> **PROBLEM STATEMENT**: Among the entries below, count the lines with "epsilon" in them and state the total without comment.

[Stored items]
|---|

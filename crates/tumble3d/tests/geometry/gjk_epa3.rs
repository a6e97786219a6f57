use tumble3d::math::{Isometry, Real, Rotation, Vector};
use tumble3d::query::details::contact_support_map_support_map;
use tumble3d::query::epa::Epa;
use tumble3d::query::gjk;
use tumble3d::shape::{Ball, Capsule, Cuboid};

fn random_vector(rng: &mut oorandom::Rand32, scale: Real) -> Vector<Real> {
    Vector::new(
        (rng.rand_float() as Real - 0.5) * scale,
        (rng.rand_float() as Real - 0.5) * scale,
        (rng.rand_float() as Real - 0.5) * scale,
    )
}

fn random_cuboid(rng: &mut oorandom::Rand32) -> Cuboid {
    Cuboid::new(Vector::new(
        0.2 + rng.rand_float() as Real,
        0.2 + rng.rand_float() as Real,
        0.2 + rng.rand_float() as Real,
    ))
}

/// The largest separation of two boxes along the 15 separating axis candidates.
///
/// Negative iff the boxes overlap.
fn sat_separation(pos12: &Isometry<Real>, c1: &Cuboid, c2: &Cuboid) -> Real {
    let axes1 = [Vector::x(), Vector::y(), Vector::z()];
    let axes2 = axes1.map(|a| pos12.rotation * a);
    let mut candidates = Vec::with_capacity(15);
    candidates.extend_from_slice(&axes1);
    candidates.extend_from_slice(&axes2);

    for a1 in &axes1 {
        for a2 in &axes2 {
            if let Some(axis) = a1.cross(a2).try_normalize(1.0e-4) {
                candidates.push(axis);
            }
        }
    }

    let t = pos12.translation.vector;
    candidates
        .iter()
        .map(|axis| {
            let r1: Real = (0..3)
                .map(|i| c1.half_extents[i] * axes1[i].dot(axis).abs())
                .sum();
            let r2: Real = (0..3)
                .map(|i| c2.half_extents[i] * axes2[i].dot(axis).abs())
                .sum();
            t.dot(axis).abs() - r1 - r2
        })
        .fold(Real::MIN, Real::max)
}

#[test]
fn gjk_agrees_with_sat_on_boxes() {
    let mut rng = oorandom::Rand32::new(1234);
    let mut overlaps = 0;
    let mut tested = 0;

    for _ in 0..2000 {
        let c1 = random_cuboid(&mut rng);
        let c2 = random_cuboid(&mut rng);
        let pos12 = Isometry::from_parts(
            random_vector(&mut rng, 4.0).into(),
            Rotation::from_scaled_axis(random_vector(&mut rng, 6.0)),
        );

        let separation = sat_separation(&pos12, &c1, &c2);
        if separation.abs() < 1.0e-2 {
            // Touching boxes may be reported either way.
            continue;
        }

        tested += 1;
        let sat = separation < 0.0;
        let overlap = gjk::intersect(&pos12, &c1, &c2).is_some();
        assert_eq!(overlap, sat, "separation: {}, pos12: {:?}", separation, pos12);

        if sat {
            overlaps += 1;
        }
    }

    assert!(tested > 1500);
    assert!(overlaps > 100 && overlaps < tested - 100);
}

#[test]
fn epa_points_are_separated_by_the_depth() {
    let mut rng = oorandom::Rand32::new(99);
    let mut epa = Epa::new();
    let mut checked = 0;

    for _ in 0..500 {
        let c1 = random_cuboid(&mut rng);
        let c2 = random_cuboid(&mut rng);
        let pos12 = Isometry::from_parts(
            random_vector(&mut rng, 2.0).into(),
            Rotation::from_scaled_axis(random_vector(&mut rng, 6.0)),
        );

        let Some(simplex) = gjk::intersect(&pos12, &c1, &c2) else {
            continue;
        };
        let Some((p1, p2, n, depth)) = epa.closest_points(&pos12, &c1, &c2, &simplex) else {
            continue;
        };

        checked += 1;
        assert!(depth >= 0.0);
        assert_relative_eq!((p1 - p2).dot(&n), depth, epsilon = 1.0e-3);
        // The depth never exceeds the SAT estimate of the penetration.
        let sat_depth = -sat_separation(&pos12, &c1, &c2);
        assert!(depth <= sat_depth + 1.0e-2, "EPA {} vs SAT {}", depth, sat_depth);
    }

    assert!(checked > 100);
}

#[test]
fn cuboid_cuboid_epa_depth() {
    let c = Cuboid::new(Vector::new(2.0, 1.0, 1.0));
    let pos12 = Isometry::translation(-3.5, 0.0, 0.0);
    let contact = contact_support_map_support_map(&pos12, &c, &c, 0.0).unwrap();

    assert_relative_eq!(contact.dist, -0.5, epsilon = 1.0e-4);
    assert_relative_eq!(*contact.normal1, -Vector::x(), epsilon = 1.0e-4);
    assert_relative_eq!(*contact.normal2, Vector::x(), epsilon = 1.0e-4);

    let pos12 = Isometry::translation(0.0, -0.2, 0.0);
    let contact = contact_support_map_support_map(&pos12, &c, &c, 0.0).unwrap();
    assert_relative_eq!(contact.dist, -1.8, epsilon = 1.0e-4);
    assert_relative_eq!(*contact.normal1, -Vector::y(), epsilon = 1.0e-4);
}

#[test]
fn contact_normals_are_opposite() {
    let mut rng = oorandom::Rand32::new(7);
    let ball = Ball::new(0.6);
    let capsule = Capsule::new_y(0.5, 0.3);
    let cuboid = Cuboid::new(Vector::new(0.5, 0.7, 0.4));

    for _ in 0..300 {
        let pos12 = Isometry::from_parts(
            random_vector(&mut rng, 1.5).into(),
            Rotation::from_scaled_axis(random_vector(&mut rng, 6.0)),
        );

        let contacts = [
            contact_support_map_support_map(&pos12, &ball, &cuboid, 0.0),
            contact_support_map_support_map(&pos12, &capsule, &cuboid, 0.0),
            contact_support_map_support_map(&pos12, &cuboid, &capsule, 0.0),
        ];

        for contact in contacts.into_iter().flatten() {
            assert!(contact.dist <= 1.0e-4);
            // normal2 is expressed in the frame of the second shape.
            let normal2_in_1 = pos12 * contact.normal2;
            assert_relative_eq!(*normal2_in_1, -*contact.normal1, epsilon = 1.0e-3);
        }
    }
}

|---|

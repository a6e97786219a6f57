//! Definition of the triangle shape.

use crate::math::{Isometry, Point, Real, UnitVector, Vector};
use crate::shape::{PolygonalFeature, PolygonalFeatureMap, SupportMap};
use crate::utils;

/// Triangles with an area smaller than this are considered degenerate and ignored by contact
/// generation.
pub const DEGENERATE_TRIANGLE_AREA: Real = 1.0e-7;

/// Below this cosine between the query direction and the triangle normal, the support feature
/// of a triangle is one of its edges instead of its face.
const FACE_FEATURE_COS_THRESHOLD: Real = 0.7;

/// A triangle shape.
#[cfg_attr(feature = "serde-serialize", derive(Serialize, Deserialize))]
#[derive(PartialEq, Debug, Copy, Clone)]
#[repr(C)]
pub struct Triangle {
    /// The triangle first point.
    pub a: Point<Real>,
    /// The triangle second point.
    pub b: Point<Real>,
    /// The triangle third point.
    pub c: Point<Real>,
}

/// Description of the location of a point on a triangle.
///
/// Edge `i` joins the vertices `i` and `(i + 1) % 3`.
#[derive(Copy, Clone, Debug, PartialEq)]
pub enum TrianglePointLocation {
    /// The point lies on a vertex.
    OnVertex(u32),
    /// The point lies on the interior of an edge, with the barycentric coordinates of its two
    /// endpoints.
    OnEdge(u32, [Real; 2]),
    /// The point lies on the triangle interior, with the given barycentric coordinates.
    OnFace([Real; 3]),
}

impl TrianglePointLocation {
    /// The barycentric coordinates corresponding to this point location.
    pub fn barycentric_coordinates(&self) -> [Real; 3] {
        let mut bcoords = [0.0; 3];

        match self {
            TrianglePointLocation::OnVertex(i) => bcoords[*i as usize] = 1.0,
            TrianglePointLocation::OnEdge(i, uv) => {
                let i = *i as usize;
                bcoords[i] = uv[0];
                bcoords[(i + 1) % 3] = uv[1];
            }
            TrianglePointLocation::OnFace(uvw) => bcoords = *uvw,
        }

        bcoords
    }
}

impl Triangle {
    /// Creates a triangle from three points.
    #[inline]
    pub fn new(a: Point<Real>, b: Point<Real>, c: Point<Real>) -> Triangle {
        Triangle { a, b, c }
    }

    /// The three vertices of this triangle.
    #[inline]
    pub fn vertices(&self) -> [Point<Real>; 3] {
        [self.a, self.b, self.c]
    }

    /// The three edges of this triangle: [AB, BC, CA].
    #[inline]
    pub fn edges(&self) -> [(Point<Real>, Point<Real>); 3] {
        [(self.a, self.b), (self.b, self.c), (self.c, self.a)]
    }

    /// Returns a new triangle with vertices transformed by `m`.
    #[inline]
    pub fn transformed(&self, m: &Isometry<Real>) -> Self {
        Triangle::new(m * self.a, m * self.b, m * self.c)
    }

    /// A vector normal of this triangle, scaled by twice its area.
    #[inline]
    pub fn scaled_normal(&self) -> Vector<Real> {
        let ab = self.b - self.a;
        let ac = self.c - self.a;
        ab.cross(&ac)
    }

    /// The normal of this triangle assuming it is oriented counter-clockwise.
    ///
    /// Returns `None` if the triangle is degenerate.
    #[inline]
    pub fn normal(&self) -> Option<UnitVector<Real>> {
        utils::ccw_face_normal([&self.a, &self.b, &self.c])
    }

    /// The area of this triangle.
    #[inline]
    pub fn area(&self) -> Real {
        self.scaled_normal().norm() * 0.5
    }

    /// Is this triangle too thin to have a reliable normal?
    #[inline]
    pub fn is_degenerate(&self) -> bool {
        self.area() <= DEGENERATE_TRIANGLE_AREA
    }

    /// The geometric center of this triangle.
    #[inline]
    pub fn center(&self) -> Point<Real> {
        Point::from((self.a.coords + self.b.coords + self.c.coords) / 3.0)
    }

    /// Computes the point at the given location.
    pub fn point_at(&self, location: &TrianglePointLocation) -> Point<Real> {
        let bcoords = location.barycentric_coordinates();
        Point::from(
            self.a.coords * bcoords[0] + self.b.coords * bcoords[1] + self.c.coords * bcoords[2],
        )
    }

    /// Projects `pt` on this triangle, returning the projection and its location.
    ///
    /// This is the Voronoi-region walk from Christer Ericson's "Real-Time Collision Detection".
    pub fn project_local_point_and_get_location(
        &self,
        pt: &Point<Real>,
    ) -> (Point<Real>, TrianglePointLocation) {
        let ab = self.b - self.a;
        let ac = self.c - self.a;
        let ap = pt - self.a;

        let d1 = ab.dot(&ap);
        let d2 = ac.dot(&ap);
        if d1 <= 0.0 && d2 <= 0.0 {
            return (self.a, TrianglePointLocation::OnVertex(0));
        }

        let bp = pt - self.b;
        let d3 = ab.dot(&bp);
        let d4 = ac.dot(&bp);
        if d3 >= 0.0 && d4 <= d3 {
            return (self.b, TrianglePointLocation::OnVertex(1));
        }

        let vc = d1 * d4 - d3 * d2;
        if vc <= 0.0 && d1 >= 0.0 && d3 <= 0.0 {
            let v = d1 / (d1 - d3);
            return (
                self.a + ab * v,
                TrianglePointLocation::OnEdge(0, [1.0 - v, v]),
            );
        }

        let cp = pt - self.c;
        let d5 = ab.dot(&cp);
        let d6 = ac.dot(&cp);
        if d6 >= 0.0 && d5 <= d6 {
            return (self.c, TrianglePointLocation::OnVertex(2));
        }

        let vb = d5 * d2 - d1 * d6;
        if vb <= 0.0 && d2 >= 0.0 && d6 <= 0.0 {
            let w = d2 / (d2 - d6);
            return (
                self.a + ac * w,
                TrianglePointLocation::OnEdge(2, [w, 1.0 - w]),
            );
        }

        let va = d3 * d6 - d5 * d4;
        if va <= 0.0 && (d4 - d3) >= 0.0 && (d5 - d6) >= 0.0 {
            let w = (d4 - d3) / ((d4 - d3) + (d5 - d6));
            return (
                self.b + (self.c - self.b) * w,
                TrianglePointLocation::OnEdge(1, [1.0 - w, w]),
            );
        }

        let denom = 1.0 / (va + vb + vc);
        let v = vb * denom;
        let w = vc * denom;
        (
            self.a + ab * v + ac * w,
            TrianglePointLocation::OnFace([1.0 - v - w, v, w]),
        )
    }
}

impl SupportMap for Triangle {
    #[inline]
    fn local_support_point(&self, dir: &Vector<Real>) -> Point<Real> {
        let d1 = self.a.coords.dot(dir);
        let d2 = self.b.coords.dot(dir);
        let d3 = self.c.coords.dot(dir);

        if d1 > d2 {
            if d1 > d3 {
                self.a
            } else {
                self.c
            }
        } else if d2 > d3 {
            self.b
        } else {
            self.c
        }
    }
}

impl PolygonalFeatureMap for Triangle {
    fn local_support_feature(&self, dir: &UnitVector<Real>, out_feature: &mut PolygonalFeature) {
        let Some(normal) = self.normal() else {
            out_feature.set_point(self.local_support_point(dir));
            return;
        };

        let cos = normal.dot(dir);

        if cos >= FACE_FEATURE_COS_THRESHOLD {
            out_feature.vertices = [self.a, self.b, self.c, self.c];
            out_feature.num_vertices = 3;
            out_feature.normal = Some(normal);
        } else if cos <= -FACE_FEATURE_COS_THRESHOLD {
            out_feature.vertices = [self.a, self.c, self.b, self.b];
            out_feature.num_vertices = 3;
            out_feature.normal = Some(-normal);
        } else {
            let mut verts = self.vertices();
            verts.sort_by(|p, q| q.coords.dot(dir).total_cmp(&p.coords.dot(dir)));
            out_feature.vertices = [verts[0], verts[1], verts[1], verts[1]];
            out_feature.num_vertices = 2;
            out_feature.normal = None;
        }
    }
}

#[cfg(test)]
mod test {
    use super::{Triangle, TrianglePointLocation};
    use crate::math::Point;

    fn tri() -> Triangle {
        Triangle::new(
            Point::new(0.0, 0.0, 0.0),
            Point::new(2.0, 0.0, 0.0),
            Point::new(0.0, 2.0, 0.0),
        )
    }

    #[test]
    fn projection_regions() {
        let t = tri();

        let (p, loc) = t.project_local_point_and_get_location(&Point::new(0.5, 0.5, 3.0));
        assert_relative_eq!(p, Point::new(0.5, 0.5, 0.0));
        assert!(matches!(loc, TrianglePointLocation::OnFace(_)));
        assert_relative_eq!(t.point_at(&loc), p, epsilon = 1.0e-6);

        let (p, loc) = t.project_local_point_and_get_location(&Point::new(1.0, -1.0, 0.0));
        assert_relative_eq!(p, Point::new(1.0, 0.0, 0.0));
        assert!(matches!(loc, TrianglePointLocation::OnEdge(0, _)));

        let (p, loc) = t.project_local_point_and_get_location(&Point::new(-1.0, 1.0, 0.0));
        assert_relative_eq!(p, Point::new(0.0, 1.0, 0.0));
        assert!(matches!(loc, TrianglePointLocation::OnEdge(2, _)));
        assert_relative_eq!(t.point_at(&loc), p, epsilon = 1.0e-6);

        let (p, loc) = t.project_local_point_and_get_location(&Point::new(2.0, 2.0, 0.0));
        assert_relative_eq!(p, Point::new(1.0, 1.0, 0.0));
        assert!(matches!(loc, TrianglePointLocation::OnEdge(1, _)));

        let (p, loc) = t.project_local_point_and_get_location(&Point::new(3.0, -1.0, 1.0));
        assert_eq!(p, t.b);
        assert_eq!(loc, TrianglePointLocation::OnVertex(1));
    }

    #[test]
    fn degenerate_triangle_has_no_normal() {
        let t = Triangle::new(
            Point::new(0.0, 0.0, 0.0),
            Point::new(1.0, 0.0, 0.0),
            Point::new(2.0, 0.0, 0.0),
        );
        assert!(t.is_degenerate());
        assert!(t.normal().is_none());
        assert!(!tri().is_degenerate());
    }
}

|---|

> **EXERCISE OUTPUT**: 9